A bookplate, or printed “ex libris” label, was for a long time the widely recognised way of not only marking the volumes in a library, but also announcing to the world that a book’s owner was a person of some substance — sufficient, at any rate, to own a library.

Their earliest use can be dated back to 15th century Germany, with the dawn of printing providing a mechanism both for the manufacture of books in substantial print runs, and also for the printing of labels to put in them. The practice spread to France and England where it became the custom for aristocrats and the richer merchants to commission designs commensurate with their social standing.

Perhaps not surprisingly, lawyers were among the first to take advantage of this opportunity to reflect their professional and intellectual status. One of the earliest was Nicholas Bacon, an attorney of the Court of Wards, and father of the more famous Francis.

According to English Book-plates, Ancient and Modern, a historical survey published in 1893 by Egerton Castle, the “very handsome device he had engraved on wood for the books presented to his Alma Mater” (ie Cambridge) is hand-coloured; but Bacon is thought to have used a similar design, uncoloured and without the inscription, for his own books. Its style is described by Castle as “Tudoresque”.

John Reilly of the Middle Temple provides a particularly florid example from the 1690s:

The Latin is from the Epigrams of Martial (“All shall exclaim, O book, that you are mine”). In much the same style, though not quite as elaborate, was that of another member of the same Inn, St John Broderick, dating from 1703:

Another from the Temple is that of Edward Abram, which has a more florid look:

John Ord’s, of Lincoln’s Inn, has a more sporting look:

A rather more modern (mid-20th century) example (from Middle Temple) is that of Gilbert Dold, whose name appears in a number of reported cases from the Privy Council in the 1950s:

Two examples of more famous owners include Baron Halsbury, whose bookplate appears at the top of this article, and William Blackstone:

An earlier and more elaborate version of Blackstone’s bookplate, used to mark a book acquired as a student of Pembroke College, Oxford in 1741, has been offered for sale (spoiling the book from which it has been excised, not untypically) for more than two thousand US dollars, at a website called History For Sale.
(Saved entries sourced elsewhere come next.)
//! The recursive-descent parser for scalar JSON documents.
//!
//! A parse walks one cursor forward over the input: skip whitespace, dispatch
//! on the first byte of the value, check that the token ends cleanly, skip
//! trailing whitespace, and require end of input.
//!
//! # Examples
//!
//! ```rust
//! use scalarjson::{Parser, ParserOptions, Value};
//!
//! let parser = Parser::new(b"\t1e10\n", ParserOptions::default());
//! assert_eq!(parser.parse(), Ok(Value::Number(1e10)));
//! ```

mod literal;
mod numbers;
mod position;


use self::literal::ExpectedLiteral;
use crate::{ErrorKind, ParseStatus, ParserError, ParserOptions, Value};

/// Parse a scalar JSON document with default options.
///
/// # Errors
///
/// Returns a [`ParserError`] if `input` is not exactly one scalar value,
/// optionally surrounded by whitespace.
pub fn parse(input: impl AsRef<[u8]>) -> Result<Value, ParserError> {
    parse_with_options(input, ParserOptions::default())
}

/// Parse a scalar JSON document.
///
/// # Errors
///
/// Returns a [`ParserError`] if `input` is not exactly one scalar value,
/// optionally surrounded by whitespace.
pub fn parse_with_options(
    input: impl AsRef<[u8]>,
    options: ParserOptions,
) -> Result<Value, ParserError> {
    Parser::new(input.as_ref(), options).parse()
}

/// Parse a scalar JSON document, returning a status code and the value.
///
/// The value is [`Value::Null`] whenever the status is not
/// [`ParseStatus::Ok`].
///
/// ```rust
/// use scalarjson::{ParseStatus, Value, parse_status};
///
/// assert_eq!(parse_status("true"), (ParseStatus::Ok, Value::True));
/// assert_eq!(parse_status("null x"), (ParseStatus::RootNotSingular, Value::Null));
/// ```
#[must_use]
pub fn parse_status(input: impl AsRef<[u8]>) -> (ParseStatus, Value) {
    parse_status_with_options(input, ParserOptions::default())
}

/// Like [`parse_status`], with explicit options.
#[must_use]
pub fn parse_status_with_options(
    input: impl AsRef<[u8]>,
    options: ParserOptions,
) -> (ParseStatus, Value) {
    let result = parse_with_options(input, options);
    let status = ParseStatus::from(&result);
    (status, result.unwrap_or_default())
}

/// A single-use parser over an input held entirely in memory.
#[derive(Debug, Clone)]
pub struct Parser<'a> {
    input: &'a [u8],
    pos: usize,
    options: ParserOptions,
}

impl<'a> Parser<'a> {
    /// Create a parser positioned at the start of `input`.
    #[must_use]
    pub fn new(input: &'a [u8], options: ParserOptions) -> Self {
        Self {
            input,
            pos: 0,
            options,
        }
    }

    /// Parse the whole input as one scalar value.
    ///
    /// # Errors
    ///
    /// - [`ErrorKind::ExpectValue`] if the input is empty or only whitespace.
    /// - [`ErrorKind::InvalidValue`] if a literal or number is malformed.
    /// - [`ErrorKind::NumberTooBig`] if a number overflows `f64`.
    /// - [`ErrorKind::RootNotSingular`] if anything but whitespace follows
    ///   the value.
    pub fn parse(mut self) -> Result<Value, ParserError> {
        self.skip_whitespace();
        let value = self.parse_value()?;
        self.check_token_end()?;
        self.skip_whitespace();
        if self.pos < self.input.len() {
            return Err(self.error_at(ErrorKind::RootNotSingular, self.pos));
        }
        Ok(value)
    }

    fn peek(&self) -> Option<u8> {
        self.input.get(self.pos).copied()
    }

    fn skip_whitespace(&mut self) {
        while let Some(b) = self.peek() {
            match b {
                b' ' | b'\t' | b'\n' | b'\r' => self.pos += 1,
                _ if self.options.allow_unicode_whitespace => {
                    let (ch, len) = bstr::decode_utf8(&self.input[self.pos..]);
                    match ch {
                        Some(c) if c.is_whitespace() || c == '\u{FEFF}' => self.pos += len,
                        _ => break,
                    }
                }
                _ => break,
            }
        }
    }

    fn parse_value(&mut self) -> Result<Value, ParserError> {
        match self.peek() {
            None => Err(self.error_at(ErrorKind::ExpectValue, self.pos)),
            Some(b) => match ExpectedLiteral::from_first(b) {
                Some(literal) => self.parse_literal(literal),
                None => self.parse_number(),
            },
        }
    }

    fn parse_literal(&mut self, literal: ExpectedLiteral) -> Result<Value, ParserError> {
        match literal.match_prefix(&self.input[self.pos..]) {
            Ok(len) => {
                self.pos += len;
                Ok(literal.value())
            }
            Err(at) => Err(self.error_at(ErrorKind::InvalidValue, self.pos + at)),
        }
    }

    fn parse_number(&mut self) -> Result<Value, ParserError> {
        let start = self.pos;
        let lexeme = numbers::scan(self.input, start)
            .map_err(|at| self.error_at(ErrorKind::InvalidValue, at))?;

        // The validator alone decides where the number ends.
        let end = start + lexeme.as_str().len();
        if end == start {
            return Err(self.error_at(ErrorKind::InvalidValue, start));
        }

        let n = lexeme.to_f64().map_err(|kind| self.error_at(kind, start))?;
        self.pos = end;
        Ok(Value::Number(n))
    }

    /// A token glued to the value (`truee`, `0x1`, `1.5.2`) makes the value
    /// itself malformed rather than a second root.
    fn check_token_end(&self) -> Result<(), ParserError> {
        match self.peek() {
            Some(b) if b.is_ascii_alphanumeric() || matches!(b, b'.' | b'+' | b'-') => {
                Err(self.error_at(ErrorKind::InvalidValue, self.pos))
            }
            _ => Ok(()),
        }
    }

    fn error_at(&self, kind: ErrorKind, offset: usize) -> ParserError {
        let (line, column) = position::locate(self.input, offset);
        let err = ParserError {
            kind,
            offset,
            line,
            column,
        };
        #[cfg(any(test, feature = "fuzzing"))]
        assert!(!self.options.panic_on_error, "{err}");
        err
    }
}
There is a sad irony in the way that a device used to mark a piece of property and prevent its loss should become even more valuable than the thing it protects, and thereby the cause of its being damaged or discarded. One can’t help wondering what book Blackstone thought worth adding to his library — or indeed what marginal notes and markings up he might have left in it.

Many lawyers’ personal collections, if not preserved or broken up for sale on their death, would have been donated to libraries such as those of the Inns of Court, who themselves also had bookplates for their own collections, such as this old one from Gray’s Inn:

In the case of a rare or valuable book, the bookplate can also serve as a sign or even guarantee of provenance; sale catalogues often include them in the description of lots under auction, albeit in vague terms, such as “Duke of — , engraved armorial bookplate”. The same may be true of ex libris book stamps, such as this one, found in Middle Temple library, which appears to have been come from the library of Doctors’ Commons (the body of civil law advocates practising in the ecclesiastical courts, including the Court of Arches, as well as some admiralty jurisdictions):

Doctors’ Commons was where, for a time, the young Charles Dickens worked as a court reporter and shorthand writer. He seems to have adopted a similarly modest bookplate towards the end of his life,

although an earlier example is more pictorial:

His contemporary Anthony Trollope sports a more heraldic design, but one involving something shaped more like an open book than the traditional armorial shield.

The problem with a famous person’s bookplate is that it may be more inclined to cause a book to be “borrowed”, or indeed for the bookplate itself to be excised (like that one of Blackstone’s above). For more obscure owners a bookplate was a mark of status, or aspiration, akin to the use of monogrammed linen or crested silverware at the dinner table — something both those novelists (and perhaps even more so their contemporary William Thackeray, author of The Book of Snobs) must have been aware.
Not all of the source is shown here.